The problem -
Determine how many lines in the entries below include the word "OnLeave", and reply with that number alone.

Exercise data -

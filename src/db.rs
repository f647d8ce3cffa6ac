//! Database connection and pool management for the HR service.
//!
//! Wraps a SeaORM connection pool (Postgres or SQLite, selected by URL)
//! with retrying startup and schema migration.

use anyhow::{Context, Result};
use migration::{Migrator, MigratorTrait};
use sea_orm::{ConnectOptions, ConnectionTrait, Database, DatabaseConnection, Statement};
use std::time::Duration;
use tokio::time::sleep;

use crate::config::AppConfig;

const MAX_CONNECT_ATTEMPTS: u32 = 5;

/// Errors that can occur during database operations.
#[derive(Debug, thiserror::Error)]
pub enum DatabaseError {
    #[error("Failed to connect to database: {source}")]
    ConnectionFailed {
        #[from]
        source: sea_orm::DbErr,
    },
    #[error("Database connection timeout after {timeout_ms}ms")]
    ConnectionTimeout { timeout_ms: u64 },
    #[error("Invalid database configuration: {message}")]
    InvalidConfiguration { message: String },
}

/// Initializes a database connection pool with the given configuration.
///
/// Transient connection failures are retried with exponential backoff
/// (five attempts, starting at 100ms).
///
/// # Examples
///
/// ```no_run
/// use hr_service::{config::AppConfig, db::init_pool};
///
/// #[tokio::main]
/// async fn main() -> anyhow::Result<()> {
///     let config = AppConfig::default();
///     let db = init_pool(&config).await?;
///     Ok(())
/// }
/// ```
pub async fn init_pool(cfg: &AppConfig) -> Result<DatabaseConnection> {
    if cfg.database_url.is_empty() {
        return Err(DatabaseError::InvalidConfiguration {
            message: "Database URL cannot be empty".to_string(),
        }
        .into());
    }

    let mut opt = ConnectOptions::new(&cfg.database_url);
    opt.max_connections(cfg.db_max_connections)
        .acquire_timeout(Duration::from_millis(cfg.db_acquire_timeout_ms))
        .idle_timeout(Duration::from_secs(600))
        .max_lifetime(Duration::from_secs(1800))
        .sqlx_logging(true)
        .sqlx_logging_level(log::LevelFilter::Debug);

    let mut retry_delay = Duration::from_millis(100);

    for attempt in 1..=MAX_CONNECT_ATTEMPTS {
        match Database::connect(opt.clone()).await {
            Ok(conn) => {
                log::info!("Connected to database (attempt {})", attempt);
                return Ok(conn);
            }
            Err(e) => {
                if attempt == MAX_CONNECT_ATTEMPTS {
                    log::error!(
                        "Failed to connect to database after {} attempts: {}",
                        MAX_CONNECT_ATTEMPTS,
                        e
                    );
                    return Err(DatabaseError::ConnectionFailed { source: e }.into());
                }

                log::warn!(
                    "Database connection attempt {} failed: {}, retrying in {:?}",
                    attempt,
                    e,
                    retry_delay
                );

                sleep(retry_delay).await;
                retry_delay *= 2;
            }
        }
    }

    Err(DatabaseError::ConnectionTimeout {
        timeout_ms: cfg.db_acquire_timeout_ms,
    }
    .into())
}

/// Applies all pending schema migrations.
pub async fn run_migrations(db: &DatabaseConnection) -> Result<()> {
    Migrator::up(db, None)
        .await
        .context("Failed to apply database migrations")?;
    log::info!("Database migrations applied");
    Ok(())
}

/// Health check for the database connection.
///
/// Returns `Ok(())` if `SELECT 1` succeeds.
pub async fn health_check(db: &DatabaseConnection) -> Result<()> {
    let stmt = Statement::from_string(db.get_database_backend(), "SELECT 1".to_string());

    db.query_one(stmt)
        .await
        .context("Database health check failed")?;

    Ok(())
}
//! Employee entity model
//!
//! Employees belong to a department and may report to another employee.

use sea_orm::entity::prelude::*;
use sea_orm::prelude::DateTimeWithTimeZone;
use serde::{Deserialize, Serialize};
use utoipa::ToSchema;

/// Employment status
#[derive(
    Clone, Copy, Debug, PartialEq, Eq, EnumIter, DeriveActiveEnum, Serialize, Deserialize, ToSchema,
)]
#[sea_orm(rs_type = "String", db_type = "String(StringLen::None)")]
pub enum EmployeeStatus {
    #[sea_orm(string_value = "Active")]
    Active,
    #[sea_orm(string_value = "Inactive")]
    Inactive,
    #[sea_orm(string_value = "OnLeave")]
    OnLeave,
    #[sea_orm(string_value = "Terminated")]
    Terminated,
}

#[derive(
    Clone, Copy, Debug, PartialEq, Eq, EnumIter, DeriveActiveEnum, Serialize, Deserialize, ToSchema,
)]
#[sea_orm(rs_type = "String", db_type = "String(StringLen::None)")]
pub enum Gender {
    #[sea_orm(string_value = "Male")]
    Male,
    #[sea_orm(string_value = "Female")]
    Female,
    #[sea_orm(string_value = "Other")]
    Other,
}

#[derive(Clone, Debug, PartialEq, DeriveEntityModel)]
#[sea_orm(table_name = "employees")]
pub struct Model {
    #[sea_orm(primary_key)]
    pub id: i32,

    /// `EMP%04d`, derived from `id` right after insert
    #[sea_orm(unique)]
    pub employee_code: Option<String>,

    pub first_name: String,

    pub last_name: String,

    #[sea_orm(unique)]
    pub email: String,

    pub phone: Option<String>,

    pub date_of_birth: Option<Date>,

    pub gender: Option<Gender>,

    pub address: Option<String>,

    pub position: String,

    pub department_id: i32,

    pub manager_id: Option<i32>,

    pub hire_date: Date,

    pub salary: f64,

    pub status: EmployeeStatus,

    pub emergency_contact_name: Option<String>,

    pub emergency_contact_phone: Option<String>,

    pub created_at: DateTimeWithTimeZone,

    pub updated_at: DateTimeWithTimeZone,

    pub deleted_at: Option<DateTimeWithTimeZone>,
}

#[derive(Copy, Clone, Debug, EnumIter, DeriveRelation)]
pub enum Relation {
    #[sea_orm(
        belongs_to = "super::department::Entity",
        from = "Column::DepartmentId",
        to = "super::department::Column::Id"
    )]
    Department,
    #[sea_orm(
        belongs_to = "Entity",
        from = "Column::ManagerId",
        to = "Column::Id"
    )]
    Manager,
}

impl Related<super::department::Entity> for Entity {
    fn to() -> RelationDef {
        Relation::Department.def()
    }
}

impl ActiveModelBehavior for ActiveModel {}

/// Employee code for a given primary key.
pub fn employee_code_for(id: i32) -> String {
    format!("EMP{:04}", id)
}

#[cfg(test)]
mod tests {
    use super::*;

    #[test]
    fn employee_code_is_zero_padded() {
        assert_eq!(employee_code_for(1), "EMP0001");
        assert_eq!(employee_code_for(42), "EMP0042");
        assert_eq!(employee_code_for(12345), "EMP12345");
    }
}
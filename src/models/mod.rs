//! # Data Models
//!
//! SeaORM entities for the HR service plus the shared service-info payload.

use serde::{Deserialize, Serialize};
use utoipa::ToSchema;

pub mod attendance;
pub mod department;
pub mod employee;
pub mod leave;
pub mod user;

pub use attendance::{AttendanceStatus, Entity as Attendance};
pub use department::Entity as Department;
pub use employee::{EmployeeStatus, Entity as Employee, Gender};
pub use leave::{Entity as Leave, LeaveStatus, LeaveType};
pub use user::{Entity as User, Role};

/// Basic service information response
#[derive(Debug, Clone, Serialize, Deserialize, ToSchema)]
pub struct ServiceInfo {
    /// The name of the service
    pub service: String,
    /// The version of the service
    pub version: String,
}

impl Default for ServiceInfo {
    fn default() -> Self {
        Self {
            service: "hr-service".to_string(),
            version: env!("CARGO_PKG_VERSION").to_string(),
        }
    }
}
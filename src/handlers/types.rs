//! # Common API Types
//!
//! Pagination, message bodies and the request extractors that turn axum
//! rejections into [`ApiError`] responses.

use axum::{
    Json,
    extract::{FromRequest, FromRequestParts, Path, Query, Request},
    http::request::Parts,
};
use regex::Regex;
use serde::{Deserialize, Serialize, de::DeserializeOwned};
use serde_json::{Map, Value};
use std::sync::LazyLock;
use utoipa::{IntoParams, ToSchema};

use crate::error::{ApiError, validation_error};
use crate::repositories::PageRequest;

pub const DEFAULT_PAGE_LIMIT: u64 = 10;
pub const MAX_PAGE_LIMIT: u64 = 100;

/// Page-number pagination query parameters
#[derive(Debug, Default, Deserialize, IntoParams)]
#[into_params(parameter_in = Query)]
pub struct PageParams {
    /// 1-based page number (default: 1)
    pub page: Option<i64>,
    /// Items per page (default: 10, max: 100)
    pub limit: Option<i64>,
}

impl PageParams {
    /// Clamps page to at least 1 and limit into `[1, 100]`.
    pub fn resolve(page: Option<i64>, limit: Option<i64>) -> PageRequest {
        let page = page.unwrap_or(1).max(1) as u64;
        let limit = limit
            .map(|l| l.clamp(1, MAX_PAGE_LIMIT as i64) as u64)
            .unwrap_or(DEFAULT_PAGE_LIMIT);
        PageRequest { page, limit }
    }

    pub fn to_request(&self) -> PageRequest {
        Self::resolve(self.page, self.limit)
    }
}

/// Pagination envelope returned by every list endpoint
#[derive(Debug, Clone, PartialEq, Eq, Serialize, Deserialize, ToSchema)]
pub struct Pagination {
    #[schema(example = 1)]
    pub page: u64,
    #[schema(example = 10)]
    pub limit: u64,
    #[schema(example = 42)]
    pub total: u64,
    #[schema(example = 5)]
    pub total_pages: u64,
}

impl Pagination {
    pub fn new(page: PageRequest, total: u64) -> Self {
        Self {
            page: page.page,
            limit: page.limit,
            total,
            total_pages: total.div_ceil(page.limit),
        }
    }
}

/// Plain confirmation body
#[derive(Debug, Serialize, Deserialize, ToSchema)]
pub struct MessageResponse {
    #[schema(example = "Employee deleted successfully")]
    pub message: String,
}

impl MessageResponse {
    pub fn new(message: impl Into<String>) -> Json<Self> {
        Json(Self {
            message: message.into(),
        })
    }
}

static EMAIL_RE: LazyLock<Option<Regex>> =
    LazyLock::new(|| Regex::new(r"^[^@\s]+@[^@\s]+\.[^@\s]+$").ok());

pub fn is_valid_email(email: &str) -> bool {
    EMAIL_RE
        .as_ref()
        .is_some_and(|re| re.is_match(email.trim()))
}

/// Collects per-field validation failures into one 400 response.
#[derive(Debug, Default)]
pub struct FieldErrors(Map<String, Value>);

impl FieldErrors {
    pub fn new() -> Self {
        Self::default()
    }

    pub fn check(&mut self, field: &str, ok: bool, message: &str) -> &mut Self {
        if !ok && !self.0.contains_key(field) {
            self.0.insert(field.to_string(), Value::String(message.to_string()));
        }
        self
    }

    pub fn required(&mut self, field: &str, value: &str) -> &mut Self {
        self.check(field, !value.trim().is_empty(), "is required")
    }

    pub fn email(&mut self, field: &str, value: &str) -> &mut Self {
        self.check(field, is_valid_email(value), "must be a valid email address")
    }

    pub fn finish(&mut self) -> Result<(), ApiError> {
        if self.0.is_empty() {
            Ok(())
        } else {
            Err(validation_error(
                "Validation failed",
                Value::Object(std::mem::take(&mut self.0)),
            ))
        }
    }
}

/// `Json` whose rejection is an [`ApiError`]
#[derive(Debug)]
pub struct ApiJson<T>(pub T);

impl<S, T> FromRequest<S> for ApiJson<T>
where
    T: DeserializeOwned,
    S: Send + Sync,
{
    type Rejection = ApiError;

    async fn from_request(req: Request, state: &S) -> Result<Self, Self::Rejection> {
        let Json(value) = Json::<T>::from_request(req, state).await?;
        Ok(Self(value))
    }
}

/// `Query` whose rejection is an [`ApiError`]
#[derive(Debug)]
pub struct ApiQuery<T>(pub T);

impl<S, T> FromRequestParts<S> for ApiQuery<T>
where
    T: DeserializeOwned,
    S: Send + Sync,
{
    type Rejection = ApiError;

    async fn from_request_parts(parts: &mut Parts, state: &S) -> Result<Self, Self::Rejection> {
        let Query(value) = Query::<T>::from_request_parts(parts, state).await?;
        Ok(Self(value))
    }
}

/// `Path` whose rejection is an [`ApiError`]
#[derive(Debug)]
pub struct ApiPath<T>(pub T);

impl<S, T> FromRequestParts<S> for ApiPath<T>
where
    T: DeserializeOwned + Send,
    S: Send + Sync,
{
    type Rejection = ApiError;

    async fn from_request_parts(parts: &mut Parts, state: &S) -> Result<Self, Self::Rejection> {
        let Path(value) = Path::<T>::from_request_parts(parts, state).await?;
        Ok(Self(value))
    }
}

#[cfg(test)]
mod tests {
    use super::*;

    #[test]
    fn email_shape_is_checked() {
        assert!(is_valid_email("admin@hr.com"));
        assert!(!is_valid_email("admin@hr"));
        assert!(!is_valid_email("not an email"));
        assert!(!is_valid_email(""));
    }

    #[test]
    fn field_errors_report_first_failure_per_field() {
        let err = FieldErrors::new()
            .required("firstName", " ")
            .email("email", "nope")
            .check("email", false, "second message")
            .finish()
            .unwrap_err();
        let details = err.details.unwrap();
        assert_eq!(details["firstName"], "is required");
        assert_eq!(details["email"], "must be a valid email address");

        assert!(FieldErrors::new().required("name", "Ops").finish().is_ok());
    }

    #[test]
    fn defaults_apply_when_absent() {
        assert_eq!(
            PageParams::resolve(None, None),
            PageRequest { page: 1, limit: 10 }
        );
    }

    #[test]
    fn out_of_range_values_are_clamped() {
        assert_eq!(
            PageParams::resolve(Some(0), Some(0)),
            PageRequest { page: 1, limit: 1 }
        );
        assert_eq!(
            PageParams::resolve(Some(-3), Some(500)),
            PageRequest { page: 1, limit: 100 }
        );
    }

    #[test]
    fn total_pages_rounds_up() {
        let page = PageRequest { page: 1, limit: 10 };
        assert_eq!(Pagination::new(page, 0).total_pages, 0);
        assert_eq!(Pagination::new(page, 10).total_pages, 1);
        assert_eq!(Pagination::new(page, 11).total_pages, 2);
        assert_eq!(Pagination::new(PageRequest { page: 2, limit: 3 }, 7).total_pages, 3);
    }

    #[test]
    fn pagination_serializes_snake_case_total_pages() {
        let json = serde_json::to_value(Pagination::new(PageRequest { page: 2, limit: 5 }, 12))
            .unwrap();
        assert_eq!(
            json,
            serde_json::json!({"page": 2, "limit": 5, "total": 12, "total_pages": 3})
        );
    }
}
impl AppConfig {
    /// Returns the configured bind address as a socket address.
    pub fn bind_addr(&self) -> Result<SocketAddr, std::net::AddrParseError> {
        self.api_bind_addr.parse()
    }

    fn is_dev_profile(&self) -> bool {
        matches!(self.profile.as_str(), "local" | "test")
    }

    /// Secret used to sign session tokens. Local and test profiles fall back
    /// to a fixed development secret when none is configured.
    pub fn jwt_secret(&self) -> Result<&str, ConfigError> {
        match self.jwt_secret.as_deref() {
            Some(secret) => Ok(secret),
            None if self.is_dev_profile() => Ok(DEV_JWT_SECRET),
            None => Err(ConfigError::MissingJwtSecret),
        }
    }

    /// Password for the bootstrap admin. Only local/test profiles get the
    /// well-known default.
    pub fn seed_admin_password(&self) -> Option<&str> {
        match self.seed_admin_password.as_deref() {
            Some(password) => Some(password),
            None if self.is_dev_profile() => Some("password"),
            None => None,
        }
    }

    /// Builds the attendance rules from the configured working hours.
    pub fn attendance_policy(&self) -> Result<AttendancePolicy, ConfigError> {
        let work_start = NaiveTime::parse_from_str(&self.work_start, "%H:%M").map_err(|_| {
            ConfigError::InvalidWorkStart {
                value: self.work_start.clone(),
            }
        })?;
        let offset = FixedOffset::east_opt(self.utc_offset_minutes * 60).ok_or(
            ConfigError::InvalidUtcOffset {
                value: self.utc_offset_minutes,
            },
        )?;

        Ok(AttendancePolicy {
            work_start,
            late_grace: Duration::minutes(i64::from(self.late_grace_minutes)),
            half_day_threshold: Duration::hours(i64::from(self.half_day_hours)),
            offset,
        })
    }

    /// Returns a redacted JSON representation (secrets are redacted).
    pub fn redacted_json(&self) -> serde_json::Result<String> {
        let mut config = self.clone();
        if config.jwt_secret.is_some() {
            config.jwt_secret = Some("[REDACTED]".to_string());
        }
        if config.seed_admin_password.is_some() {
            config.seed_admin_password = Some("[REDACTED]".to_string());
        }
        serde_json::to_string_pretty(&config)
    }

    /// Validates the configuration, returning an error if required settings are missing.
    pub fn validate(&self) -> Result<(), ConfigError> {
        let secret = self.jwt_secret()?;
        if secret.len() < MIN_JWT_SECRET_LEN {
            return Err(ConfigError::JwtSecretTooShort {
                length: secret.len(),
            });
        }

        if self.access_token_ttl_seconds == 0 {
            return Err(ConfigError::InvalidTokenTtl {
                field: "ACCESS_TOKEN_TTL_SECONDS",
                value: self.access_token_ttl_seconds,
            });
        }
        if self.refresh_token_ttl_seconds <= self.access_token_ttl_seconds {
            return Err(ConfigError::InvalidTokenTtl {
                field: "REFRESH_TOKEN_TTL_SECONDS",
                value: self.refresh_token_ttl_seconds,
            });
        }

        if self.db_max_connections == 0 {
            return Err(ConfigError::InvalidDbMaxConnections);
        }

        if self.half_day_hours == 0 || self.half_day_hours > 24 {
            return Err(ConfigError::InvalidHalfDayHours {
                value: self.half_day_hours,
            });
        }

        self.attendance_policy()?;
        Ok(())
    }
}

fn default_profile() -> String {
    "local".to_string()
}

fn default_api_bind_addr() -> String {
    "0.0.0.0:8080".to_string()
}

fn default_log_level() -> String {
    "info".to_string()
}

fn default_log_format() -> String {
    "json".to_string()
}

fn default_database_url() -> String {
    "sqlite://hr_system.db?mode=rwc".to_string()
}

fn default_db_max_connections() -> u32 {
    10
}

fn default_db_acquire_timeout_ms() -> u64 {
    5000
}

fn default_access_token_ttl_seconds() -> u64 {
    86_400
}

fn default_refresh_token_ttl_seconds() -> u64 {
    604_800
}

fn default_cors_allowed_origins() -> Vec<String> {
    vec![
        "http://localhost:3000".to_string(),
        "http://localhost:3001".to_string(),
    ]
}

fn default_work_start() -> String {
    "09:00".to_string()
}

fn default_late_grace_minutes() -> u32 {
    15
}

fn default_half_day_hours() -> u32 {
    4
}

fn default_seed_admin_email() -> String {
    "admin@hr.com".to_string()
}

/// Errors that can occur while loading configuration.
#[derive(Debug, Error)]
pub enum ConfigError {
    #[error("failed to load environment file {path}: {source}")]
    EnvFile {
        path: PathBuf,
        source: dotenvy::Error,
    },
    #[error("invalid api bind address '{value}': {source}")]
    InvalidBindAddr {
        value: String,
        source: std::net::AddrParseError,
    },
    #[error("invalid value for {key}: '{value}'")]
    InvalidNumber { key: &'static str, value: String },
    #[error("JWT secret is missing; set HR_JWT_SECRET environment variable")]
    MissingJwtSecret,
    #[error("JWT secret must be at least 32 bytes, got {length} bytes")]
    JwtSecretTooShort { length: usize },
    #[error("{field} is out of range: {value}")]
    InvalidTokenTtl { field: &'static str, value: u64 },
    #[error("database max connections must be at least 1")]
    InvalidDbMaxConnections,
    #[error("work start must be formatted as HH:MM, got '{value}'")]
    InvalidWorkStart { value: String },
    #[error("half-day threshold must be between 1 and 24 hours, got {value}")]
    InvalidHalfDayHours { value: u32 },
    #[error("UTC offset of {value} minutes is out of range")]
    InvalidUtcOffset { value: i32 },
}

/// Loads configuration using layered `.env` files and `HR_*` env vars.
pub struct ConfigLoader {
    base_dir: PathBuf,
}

Response box -
2